## Task item
Transcribe only the lines between the first line of the records and the line containing "assert_eq!(asset.resource_kind, ResourceKind::Video);", inclusive, exactly as written.

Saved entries
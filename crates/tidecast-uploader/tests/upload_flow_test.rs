//! Upload executor integration tests against a mock signer and asset host.

mod helpers;

use helpers::{signature_body, test_config, video_host_body, ProgressRecorder, SIGNER_PATH};
use mockito::{Matcher, Server};
use tidecast_core::models::{ResourceKind, UploadPhase};
use tidecast_uploader::{FileSource, ProgressGauge, UploadExecutor};

fn video_file() -> FileSource {
    FileSource::new(vec![0u8; 2 * 1024 * 1024], "x.mp4", "video/mp4")
}

#[tokio::test]
async fn uploads_video_and_returns_asset() {
    let mut server = Server::new_async().await;

    let signer = server
        .mock("POST", SIGNER_PATH)
        .with_status(200)
        .with_header("content-type", "application/json")
        .with_body(signature_body())
        .create_async()
        .await;
    let host = server
        .mock("POST", "/v1_1/demo/video/upload")
        .with_status(200)
        .with_header("content-type", "application/json")
        .with_body(video_host_body())
        .create_async()
        .await;

    let config = test_config(&server.url());
    let executor = UploadExecutor::new(&config).unwrap();
    let recorder = ProgressRecorder::new();
    let gauge = ProgressGauge::new(recorder.clone());

    let asset = executor
        .execute(
            &video_file(),
            ResourceKind::Video,
            None,
            Some("video/"),
            &gauge,
        )
        .await
        .unwrap();

    assert_eq!(
        asset.remote_url,
        "https://res.cloudinary.com/demo/video/upload/x.mp4"
    );
    assert_eq!(asset.storage_id, "x");
    assert_eq!(asset.resource_kind, ResourceKind::Video);
    assert_eq!(asset.format, "mp4");
    assert_eq!(asset.duration, Some(12.5));

    signer.assert_async().await;
    host.assert_async().await;

    // Transfer progress climbed to 100 without going backwards.
    recorder.assert_monotone();
    let ticks = recorder.ticks();
    assert_eq!(ticks.first().unwrap().phase, UploadPhase::Signing);
    assert_eq!(ticks.last().unwrap().phase, UploadPhase::Transferring);
    assert_eq!(ticks.last().unwrap().percent, 100);
}

#[tokio::test]
async fn signer_failure_aborts_before_any_transfer() {
    let mut server = Server::new_async().await;

    let signer = server
        .mock("POST", SIGNER_PATH)
        .with_status(500)
        .with_body("signer exploded")
        .create_async()
        .await;
    // No multipart request may ever reach the host.
    let host = server
        .mock("POST", Matcher::Regex("^/v1_1/.*".to_string()))
        .expect(0)
        .create_async()
        .await;

    let config = test_config(&server.url());
    let executor = UploadExecutor::new(&config).unwrap();
    let recorder = ProgressRecorder::new();
    let gauge = ProgressGauge::new(recorder.clone());

    let err = executor
        .execute(
            &video_file(),
            ResourceKind::Video,
            None,
            Some("video/"),
            &gauge,
        )
        .await
        .unwrap_err();

    assert_eq!(err.error_code(), "SIGNATURE_UNAVAILABLE");
    assert_eq!(recorder.last().phase, UploadPhase::Failed);

    signer.assert_async().await;
    host.assert_async().await;
}

#[tokio::test]
async fn host_success_without_url_is_invalid_response() {
    let mut server = Server::new_async().await;

    let _m1 = server
        .mock("POST", SIGNER_PATH)
        .with_status(200)
        .with_body(signature_body())
        .create_async()
        .await;
    let _m2 = server
        .mock("POST", "/v1_1/demo/video/upload")
        .with_status(200)
        .with_header("content-type", "application/json")
        .with_body(r#"{"public_id":"x","resource_type":"video","format":"mp4"}"#)
        .create_async()
        .await;

    let config = test_config(&server.url());
    let executor = UploadExecutor::new(&config).unwrap();
    let recorder = ProgressRecorder::new();
    let gauge = ProgressGauge::new(recorder.clone());

    let err = executor
        .execute(
            &video_file(),
            ResourceKind::Video,
            None,
            Some("video/"),
            &gauge,
        )
        .await
        .unwrap_err();

    assert_eq!(err.error_code(), "INVALID_HOST_RESPONSE");
    assert_eq!(recorder.last().phase, UploadPhase::Failed);
}

#[tokio::test]
async fn host_rejection_surfaces_host_message() {
    let mut server = Server::new_async().await;

    let _m3 = server
        .mock("POST", SIGNER_PATH)
        .with_status(200)
        .with_body(signature_body())
        .create_async()
        .await;
    let _m4 = server
        .mock("POST", "/v1_1/demo/video/upload")
        .with_status(400)
        .with_header("content-type", "application/json")
        .with_body(r#"{"error":{"message":"Invalid signature"}}"#)
        .create_async()
        .await;

    let config = test_config(&server.url());
    let executor = UploadExecutor::new(&config).unwrap();
    let recorder = ProgressRecorder::new();
    let gauge = ProgressGauge::new(recorder.clone());

    let err = executor
        .execute(
            &video_file(),
            ResourceKind::Video,
            None,
            Some("video/"),
            &gauge,
        )
        .await
        .unwrap_err();

    assert_eq!(err.error_code(), "UPLOAD_REJECTED");
    assert!(err.to_string().contains("Invalid signature"));
}

#[tokio::test]
async fn invalid_input_makes_no_network_calls() {
    let mut server = Server::new_async().await;

    let signer = server
        .mock("POST", SIGNER_PATH)
        .expect(0)
        .create_async()
        .await;
    let host = server
        .mock("POST", Matcher::Regex("^/v1_1/.*".to_string()))
        .expect(0)
        .create_async()
        .await;

    let config = test_config(&server.url());
    let executor = UploadExecutor::new(&config).unwrap();

    // Empty file.
    let recorder = ProgressRecorder::new();
    let gauge = ProgressGauge::new(recorder.clone());
    let empty = FileSource::new(Vec::<u8>::new(), "x.mp4", "video/mp4");
    let err = executor
        .execute(&empty, ResourceKind::Video, None, Some("video/"), &gauge)
        .await
        .unwrap_err();
    assert_eq!(err.error_code(), "INVALID_INPUT");

    // Wrong MIME prefix.
    let gauge = ProgressGauge::new(ProgressRecorder::new());
    let pdf = FileSource::new(vec![1u8; 16], "doc.pdf", "application/pdf");
    let err = executor
        .execute(&pdf, ResourceKind::Video, None, Some("video/"), &gauge)
        .await
        .unwrap_err();
    assert_eq!(err.error_code(), "INVALID_INPUT");

    signer.assert_async().await;
    host.assert_async().await;
}

#[tokio::test]
async fn progress_ticks_once_per_chunk_and_reaches_100() {
    let mut server = Server::new_async().await;

    let _m5 = server
        .mock("POST", SIGNER_PATH)
        .with_status(200)
        .with_body(signature_body())
        .create_async()
        .await;
    let _m6 = server
        .mock("POST", "/v1_1/demo/video/upload")
        .with_status(200)
        .with_body(video_host_body())
        .create_async()
        .await;

    let mut config = test_config(&server.url());
    config.chunk_bytes = 1024; // force many ticks

    let executor = UploadExecutor::new(&config).unwrap();
    let recorder = ProgressRecorder::new();
    let gauge = ProgressGauge::new(recorder.clone());

    let file = FileSource::new(vec![0u8; 10 * 1024], "x.mp4", "video/mp4");
    executor
        .execute(&file, ResourceKind::Video, None, Some("video/"), &gauge)
        .await
        .unwrap();

    recorder.assert_monotone();
    let transfer_ticks = recorder
        .ticks()
        .iter()
        .filter(|t| t.phase == UploadPhase::Transferring)
        .count();
    assert!(
        transfer_ticks >= 10,
        "expected a tick per chunk, got {}",
        transfer_ticks
    );
    assert_eq!(recorder.last().percent, 100);
}

#[tokio::test]
async fn folder_is_forwarded_to_the_signer() {
    let mut server = Server::new_async().await;

    let signer = server
        .mock("POST", SIGNER_PATH)
        .match_body(Matcher::JsonString(
            r#"{"resourceType":"image","folder":"harbors"}"#.to_string(),
        ))
        .with_status(200)
        .with_body(signature_body())
        .create_async()
        .await;
    let host = server
        .mock("POST", "/v1_1/demo/image/upload")
        .with_status(200)
        .with_body(
            r#"{"secure_url":"https://res.cloudinary.com/demo/image/upload/h.jpg","public_id":"h","resource_type":"image","format":"jpg"}"#,
        )
        .create_async()
        .await;

    let config = test_config(&server.url());
    let executor = UploadExecutor::new(&config).unwrap();
    let gauge = ProgressGauge::new(ProgressRecorder::new());

    let file = FileSource::new(vec![1u8; 64], "h.jpg", "image/jpeg");
    let asset = executor
        .execute(
            &file,
            ResourceKind::Image,
            Some("harbors"),
            Some("image/"),
            &gauge,
        )
        .await
        .unwrap();

    assert_eq!(asset.storage_id, "h");
    signer.assert_async().await;
    host.assert_async().await;
}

## Answer space
filename crates/tidecast-uploader/tests/upload_flow_test.rs
//! Upload executor integration tests against a mock signer and asset host.

mod helpers;

use helpers::{signature_body, test_config, video_host_body, ProgressRecorder, SIGNER_PATH};
use mockito::{Matcher, Server};
use tidecast_core::models::{ResourceKind, UploadPhase};
use tidecast_uploader::{FileSource, ProgressGauge, UploadExecutor};

fn video_file() -> FileSource {
    FileSource::new(vec![0u8; 2 * 1024 * 1024], "x.mp4", "video/mp4")
}

#[tokio::test]
async fn uploads_video_and_returns_asset() {
    let mut server = Server::new_async().await;

    let signer = server
        .mock("POST", SIGNER_PATH)
        .with_status(200)
        .with_header("content-type", "application/json")
        .with_body(signature_body())
        .create_async()
        .await;
    let host = server
        .mock("POST", "/v1_1/demo/video/upload")
        .with_status(200)
        .with_header("content-type", "application/json")
        .with_body(video_host_body())
        .create_async()
        .await;

    let config = test_config(&server.url());
    let executor = UploadExecutor::new(&config).unwrap();
    let recorder = ProgressRecorder::new();
    let gauge = ProgressGauge::new(recorder.clone());

    let asset = executor
        .execute(
            &video_file(),
            ResourceKind::Video,
            None,
            Some("video/"),
            &gauge,
        )
        .await
        .unwrap();

    assert_eq!(
        asset.remote_url,
        "https://res.cloudinary.com/demo/video/upload/x.mp4"
    );
    assert_eq!(asset.storage_id, "x");
    assert_eq!(asset.resource_kind, ResourceKind::Video);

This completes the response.